Dès son premier stage, au Relais de la Poste de Magescq (déjà deux étoiles Michelin à l’époque), le jeune Charles sait qu’il est dans le bon. « Je retrouvais en cuisine les valeurs et notions qui m’avaient portées dans le sport : le travail d’équipe, la rigueur, le dépassement de soi. On peut comparer l’entraînement à la mise en place et le match au service. » Il enchaîne les expériences au sein de brigades prestigieuses, chez les Frères Ibarboure à Bidart (où il rencontre sa compagne, Roxane) et surtout aux Prés d’Eugénie chez Michel Guérard, le chantre d’une gastronomie diététique et raisonnée.
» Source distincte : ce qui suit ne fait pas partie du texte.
use rust_decimal::Decimal;

use crate::config::Overrides;
use crate::ir::{FieldValue, PivotRow};

/// Applies the forced values of the run, trims every text field (blank becomes absent), and
/// turns absent amounts into zero. Idempotent.
pub fn normalize(rows: &mut [PivotRow], overrides: &Overrides) {
    for row in rows {
        normalize_row(row, overrides);
    }
}

fn normalize_row(row: &mut PivotRow, overrides: &Overrides) {
    if let Some(date) = overrides.date {
        row.date = Some(FieldValue::Valid(date));
    }
    if let Some(label) = &overrides.label {
        row.name = Some(label.clone());
    }
    if let Some(reference) = &overrides.reference {
        row.reference = Some(reference.clone());
    }
    if let Some(journal) = &overrides.journal {
        row.journal = Some(journal.clone());
    }

    for field in [
        &mut row.journal,
        &mut row.account,
        &mut row.name,
        &mut row.reference,
        &mut row.reconcile_ref,
        &mut row.partner,
        &mut row.analytic,
    ] {
        trim(field);
    }

    for amount in [&mut row.debit, &mut row.credit] {
        if amount.is_none() {
            *amount = Some(FieldValue::Valid(Decimal::ZERO));
        }
    }
}

fn trim(field: &mut Option<String>) {
    *field = field
        .take()
        .map(|value| value.trim().to_string())
        .filter(|value| !value.is_empty());
}
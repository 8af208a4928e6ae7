use chrono::NaiveDate;
use rust_decimal::Decimal;

use crate::config::GroupingMode;
use crate::error::GroupingError;
use crate::ir::{is_zero_at, JournalId, Move, ResolvedRow};

/// Splits the resolved rows, in file order, into balanced moves of at least two lines.
///
/// A row continues the open move if it has the same journal, the running balance of the open
/// move is not zero yet, and, unless disabled by `mode`, it has the same date and (when the
/// reference is the unique key) the same reference. Every move is checked when it is closed,
/// including the last one.
pub fn group(
    rows: Vec<ResolvedRow>,
    mode: GroupingMode,
    currency_decimals: u32,
) -> Result<Vec<Move>, GroupingError> {
    let mut moves = Vec::new();
    let mut open: Option<OpenMove> = None;
    for row in rows {
        match &mut open {
            Some(current) if current.continues_with(&row, mode, currency_decimals) => {
                current.push(row);
            }
            _ => {
                if let Some(closed) = open.replace(OpenMove::new(row)) {
                    moves.push(closed.seal(currency_decimals)?);
                }
            }
        }
    }
    if let Some(closed) = open {
        moves.push(closed.seal(currency_decimals)?);
    }
    log::info!("Grouped the rows into {} moves", moves.len());
    Ok(moves)
}

struct OpenMove {
    journal_id: JournalId,
    date: NaiveDate,
    reference: Option<String>,
    balance: Decimal,
    lines: Vec<ResolvedRow>,
}

impl OpenMove {
    fn new(row: ResolvedRow) -> Self {
        Self {
            journal_id: row.journal_id,
            date: row.date,
            reference: row.reference.clone(),
            balance: row.balance_delta(),
            lines: vec![row],
        }
    }

    fn continues_with(&self, row: &ResolvedRow, mode: GroupingMode, decimals: u32) -> bool {
        row.journal_id == self.journal_id
            && !is_zero_at(self.balance, decimals)
            && (mode.date_by_line || row.date == self.date)
            && (!mode.reference_is_unique || row.reference == self.reference)
    }

    fn push(&mut self, row: ResolvedRow) {
        self.balance += row.balance_delta();
        self.lines.push(row);
    }

    fn seal(self, decimals: u32) -> Result<Move, GroupingError> {
        let last_line = self.lines.last().map(|row| row.line).unwrap_or_default();
        if !is_zero_at(self.balance, decimals) {
            return Err(GroupingError::Unbalanced {
                line: last_line,
                balance: self.balance,
            });
        }
        if self.lines.len() < 2 {
            return Err(GroupingError::SingleLine { line: last_line });
        }
        Ok(Move {
            journal_id: self.journal_id,
            date: self.date,
            reference: self.reference,
            lines: self.lines,
        })
    }
}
Il y travaille sous les ordres d’Olivier Brulard, qui devient son mentor. « Il m’a appris d’aller au-delà de la technicité culinaire, de penser à ceux qui nous entourent dans le travail et ceux qui vont manger ce que l’on a préparé. » D’un trois étoiles à un autre, Charles Coulombeau poursuit sa jeune carrière comme saucier à la Maison Lameloise en Bourgogne.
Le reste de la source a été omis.